Оставшись один, Судр Ахмет поглядел на свою работу и понял, что дерево испорчено. Ахмет плюнул, бросил работу и забегал по комнате, думая, что бы такое разбить или сломать. Но тут пришла одна старуха. Она была из бедного аула, весь скот которого погиб при прошлогоднем джуте. Единственный сын ее замерз зимой, разыскивая в буран свой скот. Невестка бросила старую свекровь и уехала к родителям. С тех пор старуха чуть не каждый день приходила в этот аул и жаловалась на свою судьбу. Начала она свой заученный разговор и теперь:
– Правильно говорят, что у сироты – раненая душа. Каждое слово невестки стрелой вонзается в мою душу.
Раньше Судр Ахмет охотно ввязался бы в разговор, но теперь он молча бегал вокруг изуродованной джиды.

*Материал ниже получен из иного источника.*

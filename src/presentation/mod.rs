// Presentation layer - HTTP surface
pub mod app_state;
pub mod handlers;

– Вот погляди, платье рваное, еле держится на мне…
– А!
– Если б был у меня родной сын и сноха бы жила при мне, разве я ходила бы так?
– М-м-м…
– На старости лет увидала нищету и унижения…
– Э-э…
– А какая я была, когда старик мой был жив! Пятиаршинный белый как снег жаулык возвышался на мне. Когда я восседала на белой верблюдице, никакая баба не могла сравниться со мной!
– А!
– Да-а… Старик мой рано умер. Да у хороших людей и век короток. Чего он только не переделал, бедный, за свою короткую жизнь. Разве только сам себя после смерти не зарыл.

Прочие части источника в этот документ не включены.